__WHAT YOU HAVE TO DO__:
Pick out each line in these entries that contains the string "filter".

__DATA EXTRACT__:
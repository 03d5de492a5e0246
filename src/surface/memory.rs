//! In-memory document used by tests and the simulator.

use std::collections::BTreeMap;

use serde::{Deserialize, Serialize};

use super::{Placement, Surface, Viewport};
use crate::dom;

/// One node of a [`MemorySurface`].
#[derive(Debug, Clone, Default, PartialEq, Serialize, Deserialize)]
pub struct Element {
    pub id: String,
    pub tag: String,
    #[serde(default)]
    pub parent: Option<String>,
    #[serde(default)]
    pub classes: Vec<String>,
    #[serde(default)]
    pub styles: BTreeMap<String, String>,
    #[serde(default)]
    pub attributes: BTreeMap<String, String>,
    #[serde(default)]
    pub text: String,
    #[serde(default)]
    pub top: f64,
    #[serde(default)]
    pub height: f64,
}

impl Element {
    pub fn new(id: &str, tag: &str) -> Self {
        Self {
            id: id.to_string(),
            tag: tag.to_string(),
            ..Self::default()
        }
    }

    pub fn under(mut self, parent: &str) -> Self {
        self.parent = Some(parent.to_string());
        self
    }

    pub fn class(mut self, class: &str) -> Self {
        self.classes.push(class.to_string());
        self
    }

    pub fn attr(mut self, name: &str, value: &str) -> Self {
        self.attributes.insert(name.to_string(), value.to_string());
        self
    }

    pub fn text(mut self, text: &str) -> Self {
        self.text = text.to_string();
        self
    }

    /// Layout box: offset from the document top and height.
    pub fn layout(mut self, top: f64, height: f64) -> Self {
        self.top = top;
        self.height = height;
        self
    }
}

/// Document with the root `html`/`head`/`body` skeleton.
#[derive(Debug, Clone, Serialize)]
pub struct MemorySurface {
    elements: Vec<Element>,
    scroll_y: f64,
    viewport_height: f64,
    document_height: f64,
    reduced_motion: bool,
    smooth_scroll: bool,
    preloaded: Vec<String>,
    scroll_requests: Vec<f64>,
}

impl MemorySurface {
    pub fn new(viewport_height: f64, document_height: f64) -> Self {
        let mut surface = Self {
            elements: Vec::new(),
            scroll_y: 0.0,
            viewport_height,
            document_height,
            reduced_motion: false,
            smooth_scroll: true,
            preloaded: Vec::new(),
            scroll_requests: Vec::new(),
        };
        surface.elements.push(Element::new(dom::ROOT, "html"));
        surface.insert(Element::new(dom::HEAD, "head").under(dom::ROOT));
        surface.insert(Element::new(dom::BODY, "body").under(dom::ROOT));
        surface
    }

    /// Append a prepared element after its parent's existing subtree.
    /// Elements without a parent go under `body`.
    pub fn insert(&mut self, mut element: Element) -> &mut Self {
        if element.parent.is_none() && element.id != dom::ROOT {
            element.parent = Some(dom::BODY.to_string());
        }
        let position = match element.parent.as_deref() {
            Some(parent) => self.subtree_end(parent).unwrap_or(self.elements.len()),
            None => self.elements.len(),
        };
        self.elements.insert(position, element);
        self
    }

    pub fn element(&self, id: &str) -> Option<&Element> {
        self.elements.iter().find(|e| e.id == id)
    }

    pub fn elements(&self) -> &[Element] {
        &self.elements
    }

    pub fn set_scroll_y(&mut self, scroll_y: f64) {
        self.scroll_y = scroll_y.clamp(0.0, self.viewport().max_scroll());
    }

    pub fn set_viewport_height(&mut self, height: f64) {
        self.viewport_height = height;
        self.scroll_y = self.scroll_y.min(self.viewport().max_scroll());
    }

    pub fn set_document_height(&mut self, height: f64) {
        self.document_height = height;
    }

    pub fn set_reduced_motion(&mut self, reduced: bool) {
        self.reduced_motion = reduced;
    }

    pub fn set_smooth_scroll_support(&mut self, supported: bool) {
        self.smooth_scroll = supported;
    }

    pub fn preloaded_images(&self) -> &[String] {
        &self.preloaded
    }

    /// Offsets passed to [`Surface::scroll_to`], oldest first.
    pub fn scroll_requests(&self) -> &[f64] {
        &self.scroll_requests
    }

    fn index_of(&self, id: &str) -> Option<usize> {
        self.elements.iter().position(|e| e.id == id)
    }

    fn node_mut(&mut self, id: &str) -> Option<&mut Element> {
        self.elements.iter_mut().find(|e| e.id == id)
    }

    /// Index one past the last element of `id`'s subtree.
    fn subtree_end(&self, id: &str) -> Option<usize> {
        let start = self.index_of(id)?;
        let mut end = start + 1;
        while end < self.elements.len() && self.is_descendant(&self.elements[end].id, id) {
            end += 1;
        }
        Some(end)
    }
}

impl Surface for MemorySurface {
    fn exists(&self, id: &str) -> bool {
        self.index_of(id).is_some()
    }

    fn tag(&self, id: &str) -> Option<String> {
        self.element(id).map(|e| e.tag.clone())
    }

    fn parent(&self, id: &str) -> Option<String> {
        self.element(id).and_then(|e| e.parent.clone())
    }

    fn children(&self, id: &str) -> Vec<String> {
        self.elements
            .iter()
            .filter(|e| e.parent.as_deref() == Some(id))
            .map(|e| e.id.clone())
            .collect()
    }

    fn find_by_class(&self, class: &str) -> Vec<String> {
        self.elements
            .iter()
            .filter(|e| e.classes.iter().any(|c| c == class))
            .map(|e| e.id.clone())
            .collect()
    }

    fn find_by_tag(&self, tag: &str) -> Vec<String> {
        self.elements
            .iter()
            .filter(|e| e.tag == tag)
            .map(|e| e.id.clone())
            .collect()
    }

    fn has_class(&self, id: &str, class: &str) -> bool {
        self.element(id)
            .is_some_and(|e| e.classes.iter().any(|c| c == class))
    }

    fn add_class(&mut self, id: &str, class: &str) {
        if let Some(node) = self.node_mut(id) {
            if !node.classes.iter().any(|c| c == class) {
                node.classes.push(class.to_string());
            }
        }
    }

    fn remove_class(&mut self, id: &str, class: &str) {
        if let Some(node) = self.node_mut(id) {
            node.classes.retain(|c| c != class);
        }
    }

    fn set_class_name(&mut self, id: &str, class_name: &str) {
        if let Some(node) = self.node_mut(id) {
            node.classes = class_name.split_whitespace().map(str::to_string).collect();
        }
    }

    fn style(&self, id: &str, property: &str) -> Option<String> {
        self.element(id).and_then(|e| e.styles.get(property).cloned())
    }

    fn set_style(&mut self, id: &str, property: &str, value: &str) {
        if let Some(node) = self.node_mut(id) {
            node.styles.insert(property.to_string(), value.to_string());
        }
    }

    fn remove_style(&mut self, id: &str, property: &str) {
        if let Some(node) = self.node_mut(id) {
            node.styles.remove(property);
        }
    }

    fn attribute(&self, id: &str, name: &str) -> Option<String> {
        self.element(id).and_then(|e| e.attributes.get(name).cloned())
    }

    fn set_attribute(&mut self, id: &str, name: &str, value: &str) {
        if let Some(node) = self.node_mut(id) {
            node.attributes.insert(name.to_string(), value.to_string());
        }
    }

    fn remove_attribute(&mut self, id: &str, name: &str) {
        if let Some(node) = self.node_mut(id) {
            node.attributes.remove(name);
        }
    }

    fn text(&self, id: &str) -> Option<String> {
        self.element(id).map(|e| e.text.clone())
    }

    fn set_text(&mut self, id: &str, text: &str) {
        if let Some(node) = self.node_mut(id) {
            node.text = text.to_string();
        }
    }

    fn create_element(&mut self, parent: &str, id: &str, tag: &str, placement: Placement) -> bool {
        if self.exists(id) {
            return false;
        }
        let position = match placement {
            Placement::First => self.index_of(parent).map(|index| index + 1),
            Placement::Last => self.subtree_end(parent),
        };
        let Some(position) = position else {
            return false;
        };
        self.elements
            .insert(position, Element::new(id, tag).under(parent));
        true
    }

    fn remove_element(&mut self, id: &str) {
        let Some(start) = self.index_of(id) else {
            return;
        };
        let end = self.subtree_end(id).unwrap_or(start + 1);
        self.elements.drain(start..end);
    }

    fn reset_form(&mut self, id: &str) {
        let fields: Vec<String> = self
            .elements
            .iter()
            .filter(|e| matches!(e.tag.as_str(), "input" | "textarea" | "select"))
            .filter(|e| self.is_descendant(&e.id, id))
            .map(|e| e.id.clone())
            .collect();
        for field in fields {
            if let Some(node) = self.node_mut(&field) {
                node.attributes.remove("value");
                node.text.clear();
            }
        }
    }

    fn preload_image(&mut self, src: &str) {
        self.preloaded.push(src.to_string());
    }

    fn viewport(&self) -> Viewport {
        Viewport {
            scroll_y: self.scroll_y,
            viewport_height: self.viewport_height,
            document_height: self.document_height,
        }
    }

    fn offset_top(&self, id: &str) -> Option<f64> {
        self.element(id).map(|e| e.top)
    }

    fn offset_height(&self, id: &str) -> Option<f64> {
        self.element(id).map(|e| e.height)
    }

    fn scroll_to(&mut self, top: f64) {
        self.scroll_requests.push(top);
        self.set_scroll_y(top);
    }

    fn prefers_reduced_motion(&self) -> bool {
        self.reduced_motion
    }

    fn supports_smooth_scroll(&self) -> bool {
        self.smooth_scroll
    }
}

__RESULT__:
            .filter(|e| e.parent.as_deref() == Some(id))
            .filter(|e| e.classes.iter().any(|c| c == class))
            .filter(|e| e.tag == tag)
            .filter(|e| matches!(e.tag.as_str(), "input" | "textarea" | "select"))
            .filter(|e| self.is_descendant(&e.id, id))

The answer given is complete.